What you have to do -
Reply with every entry, repeated exactly as given.

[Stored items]
□ □ □ □ □

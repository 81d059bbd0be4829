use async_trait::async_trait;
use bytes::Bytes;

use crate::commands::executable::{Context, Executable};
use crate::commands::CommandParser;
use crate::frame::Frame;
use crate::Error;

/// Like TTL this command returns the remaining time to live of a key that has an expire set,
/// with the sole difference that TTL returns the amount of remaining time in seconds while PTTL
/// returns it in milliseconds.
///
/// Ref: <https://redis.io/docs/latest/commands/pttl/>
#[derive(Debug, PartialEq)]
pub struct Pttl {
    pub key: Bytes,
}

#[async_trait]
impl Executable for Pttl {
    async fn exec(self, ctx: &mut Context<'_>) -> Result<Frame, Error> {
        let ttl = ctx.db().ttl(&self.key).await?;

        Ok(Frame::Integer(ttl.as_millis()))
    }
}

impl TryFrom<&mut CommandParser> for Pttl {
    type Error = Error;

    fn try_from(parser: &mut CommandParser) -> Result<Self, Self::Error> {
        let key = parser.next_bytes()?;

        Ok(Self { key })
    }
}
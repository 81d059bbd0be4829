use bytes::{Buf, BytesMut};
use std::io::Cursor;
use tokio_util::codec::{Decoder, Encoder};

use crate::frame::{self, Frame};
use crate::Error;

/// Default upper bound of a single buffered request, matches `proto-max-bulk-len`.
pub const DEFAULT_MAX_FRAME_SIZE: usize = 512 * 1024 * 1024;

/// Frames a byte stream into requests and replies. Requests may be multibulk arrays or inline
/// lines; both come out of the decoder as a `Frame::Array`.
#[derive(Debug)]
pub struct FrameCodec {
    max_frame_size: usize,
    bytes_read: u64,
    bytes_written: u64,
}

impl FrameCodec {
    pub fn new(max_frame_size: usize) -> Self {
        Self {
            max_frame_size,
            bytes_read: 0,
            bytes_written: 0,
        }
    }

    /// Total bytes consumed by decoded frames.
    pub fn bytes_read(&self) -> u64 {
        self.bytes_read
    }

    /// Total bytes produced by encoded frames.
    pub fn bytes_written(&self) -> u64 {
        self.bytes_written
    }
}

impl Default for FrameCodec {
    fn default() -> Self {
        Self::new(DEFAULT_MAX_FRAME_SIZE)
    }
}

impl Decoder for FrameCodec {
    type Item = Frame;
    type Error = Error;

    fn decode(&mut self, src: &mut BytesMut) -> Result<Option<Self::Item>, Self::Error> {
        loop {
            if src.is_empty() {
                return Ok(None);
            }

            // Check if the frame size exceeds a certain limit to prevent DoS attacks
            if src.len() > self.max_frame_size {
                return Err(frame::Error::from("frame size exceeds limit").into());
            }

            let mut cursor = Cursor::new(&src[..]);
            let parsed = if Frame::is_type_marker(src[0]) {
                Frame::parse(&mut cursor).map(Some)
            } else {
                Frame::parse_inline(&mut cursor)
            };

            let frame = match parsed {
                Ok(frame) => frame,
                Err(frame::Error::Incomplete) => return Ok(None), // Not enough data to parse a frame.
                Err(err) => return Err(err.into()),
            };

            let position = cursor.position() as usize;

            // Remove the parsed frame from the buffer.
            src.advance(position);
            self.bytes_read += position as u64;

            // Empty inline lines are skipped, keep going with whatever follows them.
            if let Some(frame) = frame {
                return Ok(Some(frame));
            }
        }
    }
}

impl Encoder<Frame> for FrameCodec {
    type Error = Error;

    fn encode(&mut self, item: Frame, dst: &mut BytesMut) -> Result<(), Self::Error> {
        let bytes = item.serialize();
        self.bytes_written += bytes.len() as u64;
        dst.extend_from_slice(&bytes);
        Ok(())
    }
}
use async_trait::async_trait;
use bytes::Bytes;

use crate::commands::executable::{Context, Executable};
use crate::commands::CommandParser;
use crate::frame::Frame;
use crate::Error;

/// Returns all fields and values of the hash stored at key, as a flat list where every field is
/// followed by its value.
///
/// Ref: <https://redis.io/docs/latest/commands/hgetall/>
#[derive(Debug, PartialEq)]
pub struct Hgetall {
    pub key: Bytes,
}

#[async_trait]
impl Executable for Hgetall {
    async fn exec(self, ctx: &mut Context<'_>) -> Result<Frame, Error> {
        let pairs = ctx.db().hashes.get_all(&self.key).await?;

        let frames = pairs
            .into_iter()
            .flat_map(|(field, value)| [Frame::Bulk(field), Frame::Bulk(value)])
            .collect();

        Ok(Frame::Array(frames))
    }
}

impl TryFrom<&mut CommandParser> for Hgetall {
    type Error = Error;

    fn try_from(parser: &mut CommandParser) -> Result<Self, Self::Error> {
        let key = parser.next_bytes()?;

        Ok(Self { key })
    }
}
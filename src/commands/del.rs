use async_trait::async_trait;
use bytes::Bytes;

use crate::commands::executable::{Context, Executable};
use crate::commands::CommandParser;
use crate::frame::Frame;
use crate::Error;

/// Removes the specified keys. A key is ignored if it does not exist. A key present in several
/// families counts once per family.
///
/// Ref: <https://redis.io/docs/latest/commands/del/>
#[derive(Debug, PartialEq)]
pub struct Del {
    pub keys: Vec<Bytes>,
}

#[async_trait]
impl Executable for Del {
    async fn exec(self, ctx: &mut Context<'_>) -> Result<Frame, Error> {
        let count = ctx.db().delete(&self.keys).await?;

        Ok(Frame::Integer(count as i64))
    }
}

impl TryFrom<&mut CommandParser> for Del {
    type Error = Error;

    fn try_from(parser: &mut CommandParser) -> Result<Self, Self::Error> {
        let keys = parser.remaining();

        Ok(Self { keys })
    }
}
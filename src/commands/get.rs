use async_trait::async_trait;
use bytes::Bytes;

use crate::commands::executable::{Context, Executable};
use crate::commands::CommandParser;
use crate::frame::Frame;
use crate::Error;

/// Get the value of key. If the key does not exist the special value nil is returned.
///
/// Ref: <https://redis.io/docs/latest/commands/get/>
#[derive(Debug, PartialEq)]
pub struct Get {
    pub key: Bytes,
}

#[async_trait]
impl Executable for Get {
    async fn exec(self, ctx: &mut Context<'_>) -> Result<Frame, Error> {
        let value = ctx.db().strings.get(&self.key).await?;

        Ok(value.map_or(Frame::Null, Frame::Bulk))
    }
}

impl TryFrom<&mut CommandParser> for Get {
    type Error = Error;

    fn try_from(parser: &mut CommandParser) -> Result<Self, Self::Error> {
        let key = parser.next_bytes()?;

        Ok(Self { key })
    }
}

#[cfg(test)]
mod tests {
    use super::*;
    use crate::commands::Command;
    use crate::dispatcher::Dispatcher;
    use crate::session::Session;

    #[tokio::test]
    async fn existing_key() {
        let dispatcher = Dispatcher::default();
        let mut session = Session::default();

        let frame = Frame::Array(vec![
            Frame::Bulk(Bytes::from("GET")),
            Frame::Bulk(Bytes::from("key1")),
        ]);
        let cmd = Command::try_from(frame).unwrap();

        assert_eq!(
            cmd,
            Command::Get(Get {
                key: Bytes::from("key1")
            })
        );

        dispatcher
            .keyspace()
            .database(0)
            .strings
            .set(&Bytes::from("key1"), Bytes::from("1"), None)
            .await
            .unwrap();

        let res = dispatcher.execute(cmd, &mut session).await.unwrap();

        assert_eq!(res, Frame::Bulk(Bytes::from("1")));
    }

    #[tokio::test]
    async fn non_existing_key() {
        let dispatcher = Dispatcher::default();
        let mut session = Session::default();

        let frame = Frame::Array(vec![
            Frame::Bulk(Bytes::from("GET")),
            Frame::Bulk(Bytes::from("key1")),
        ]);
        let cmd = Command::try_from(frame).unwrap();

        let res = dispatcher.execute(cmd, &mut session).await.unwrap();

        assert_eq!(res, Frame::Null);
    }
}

□ □ □ □ □

Reply to the exercise -
repository 81d059bbd0be4829
use async_trait::async_trait;
use bytes::Bytes;

use crate::commands::executable::{Context, Executable};
use crate::commands::CommandParser;
use crate::frame::Frame;
use crate::Error;

/// Like TTL this command returns the remaining time to live of a key that has an expire set,
/// with the sole difference that TTL returns the amount of remaining time in seconds while PTTL
/// returns it in milliseconds.
///
/// Ref: <https://redis.io/docs/latest/commands/pttl/>
#[derive(Debug, PartialEq)]
pub struct Pttl {
    pub key: Bytes,
}

#[async_trait]
impl Executable for Pttl {
    async fn exec(self, ctx: &mut Context<'_>) -> Result<Frame, Error> {
        let ttl = ctx.db().ttl(&self.key).await?;

        Ok(Frame::Integer(ttl.as_millis()))
    }
}

impl TryFrom<&mut CommandParser> for Pttl {
    type Error = Error;

    fn try_from(parser: &mut CommandParser) -> Result<Self, Self::Error> {
        let key = parser.next_bytes()?;

        Ok(Self { key })
    }
}
repository 81d059bbd0be4829
use bytes::{Buf, BytesMut};
use std::io::Cursor;
use tokio_util::codec::{Decoder, Encoder};

use crate::frame::{self, Frame};
use crate::Error;

/// Default upper bound of a single buffered request, matches `proto-max-bulk-len`.
pub const DEFAULT_MAX_FRAME_SIZE: usize = 512 * 1024 * 1024;

/// Frames a byte stream into requests and replies. Requests may be multibulk arrays or inline
/// lines; both come out of the decoder as a `Frame::Array`.
#[derive(Debug)]
pub struct FrameCodec {
    max_frame_size: usize,
    bytes_read: u64,
    bytes_written: u64,
}

impl FrameCodec {
    pub fn new(max_frame_size: usize) -> Self {
        Self {
            max_frame_size,
            bytes_read: 0,
            bytes_written: 0,
        }
    }

    /// Total bytes consumed by decoded frames.
    pub fn bytes_read(&self) -> u64 {
        self.bytes_read
    }

    /// Total bytes produced by encoded frames.
    pub fn bytes_written(&self) -> u64 {
        self.bytes_written
    }
}

impl Default for FrameCodec {
    fn default() -> Self {
        Self::new(DEFAULT_MAX_FRAME_SIZE)
    }
}

impl Decoder for FrameCodec {
    type Item = Frame;
    type Error = Error;

    fn decode(&mut self, src: &mut BytesMut) -> Result<Option<Self::Item>, Self::Error> {
        loop {
            if src.is_empty() {
                return Ok(None);
            }

            // Check if the frame size exceeds a certain limit to prevent DoS attacks
            if src.len() > self.max_frame_size {
                return Err(frame::Error::from("frame size exceeds limit").into());
            }

            let mut cursor = Cursor::new(&src[..]);
            let parsed = if Frame::is_type_marker(src[0]) {
                Frame::parse(&mut cursor).map(Some)
            } else {
                Frame::parse_inline(&mut cursor)
            };

            let frame = match parsed {
                Ok(frame) => frame,
                Err(frame::Error::Incomplete) => return Ok(None), // Not enough data to parse a frame.
                Err(err) => return Err(err.into()),
            };

            let position = cursor.position() as usize;

            // Remove the parsed frame from the buffer.
            src.advance(position);
            self.bytes_read += position as u64;

            // Empty inline lines are skipped, keep going with whatever follows them.
            if let Some(frame) = frame {
                return Ok(Some(frame));
            }
        }
    }
}

impl Encoder<Frame> for FrameCodec {
    type Error = Error;

    fn encode(&mut self, item: Frame, dst: &mut BytesMut) -> Result<(), Self::Error> {
        let bytes = item.serialize();
        self.bytes_written += bytes.len() as u64;
        dst.extend_from_slice(&bytes);
        Ok(())
    }
}
use async_trait::async_trait;
use bytes::Bytes;

use crate::commands::executable::{Context, Executable};
use crate::commands::CommandParser;
use crate::frame::Frame;
use crate::Error;

/// Returns all fields and values of the hash stored at key, as a flat list where every field is
/// followed by its value.
///
/// Ref: <https://redis.io/docs/latest/commands/hgetall/>
#[derive(Debug, PartialEq)]
pub struct Hgetall {
    pub key: Bytes,
}

#[async_trait]
impl Executable for Hgetall {
    async fn exec(self, ctx: &mut Context<'_>) -> Result<Frame, Error> {
        let pairs = ctx.db().hashes.get_all(&self.key).await?;

        let frames = pairs
            .into_iter()
            .flat_map(|(field, value)| [Frame::Bulk(field), Frame::Bulk(value)])
            .collect();

        Ok(Frame::Array(frames))
    }
}

impl TryFrom<&mut CommandParser> for Hgetall {
    type Error = Error;

    fn try_from(parser: &mut CommandParser) -> Result<Self, Self::Error> {
        let key = parser.next_bytes()?;

        Ok(Self { key })
    }
}
filename src/commands/del.rs
use async_trait::async_trait;
use bytes::Bytes;

use crate::commands::executable::{Context, Executable};
use crate::commands::CommandParser;
use crate::frame::Frame;
use crate::Error;

/// Removes the specified keys. A key is ignored if it does not exist. A key present in several
/// families counts once per family.
///
/// Ref: <https://redis.io/docs/latest/commands/del/>
#[derive(Debug, PartialEq)]
pub struct Del {
    pub keys: Vec<Bytes>,
}

#[async_trait]
impl Executable for Del {
    async fn exec(self, ctx: &mut Context<'_>) -> Result<Frame, Error> {
        let count = ctx.db().delete(&self.keys).await?;

        Ok(Frame::Integer(count as i64))
    }
}

impl TryFrom<&mut CommandParser> for Del {
    type Error = Error;

    fn try_from(parser: &mut CommandParser) -> Result<Self, Self::Error> {
        let keys = parser.remaining();

        Ok(Self { keys })
    }
}
filename src/commands/get.rs
use async_trait::async_trait;
use bytes::Bytes;

use crate::commands::executable::{Context, Executable};
use crate::commands::CommandParser;
use crate::frame::Frame;
use crate::Error;

/// Get the value of key. If the key does not exist the special value nil is returned.
///
/// Ref: <https://redis.io/docs/latest/commands/get/>
#[derive(Debug, PartialEq)]
pub struct Get {
    pub key: Bytes,
}

#[async_trait]
impl Executable for Get {
    async fn exec(self, ctx: &mut Context<'_>) -> Result<Frame, Error> {
        let value = ctx.db().strings.get(&self.key).await?;

        Ok(value.map_or(Frame::Null, Frame::Bulk))
    }
}

impl TryFrom<&mut CommandParser> for Get {
    type Error = Error;

    fn try_from(parser: &mut CommandParser) -> Result<Self, Self::Error> {
        let key = parser.next_bytes()?;

        Ok(Self { key })
    }
}

#[cfg(test)]
mod tests {
    use super::*;
    use crate::commands::Command;
    use crate::dispatcher::Dispatcher;
    use crate::session::Session;

    #[tokio::test]
    async fn existing_key() {
        let dispatcher = Dispatcher::default();
        let mut session = Session::default();

        let frame = Frame::Array(vec![
            Frame::Bulk(Bytes::from("GET")),
            Frame::Bulk(Bytes::from("key1")),
        ]);
        let cmd = Command::try_from(frame).unwrap();

        assert_eq!(
            cmd,
            Command::Get(Get {
                key: Bytes::from("key1")
            })
        );

        dispatcher
            .keyspace()
            .database(0)
            .strings
            .set(&Bytes::from("key1"), Bytes::from("1"), None)
            .await
            .unwrap();

        let res = dispatcher.execute(cmd, &mut session).await.unwrap();

        assert_eq!(res, Frame::Bulk(Bytes::from("1")));
    }

    #[tokio::test]
    async fn non_existing_key() {
        let dispatcher = Dispatcher::default();
        let mut session = Session::default();

        let frame = Frame::Array(vec![
            Frame::Bulk(Bytes::from("GET")),
            Frame::Bulk(Bytes::from("key1")),
        ]);
        let cmd = Command::try_from(frame).unwrap();

        let res = dispatcher.execute(cmd, &mut session).await.unwrap();

        assert_eq!(res, Frame::Null);
    }
}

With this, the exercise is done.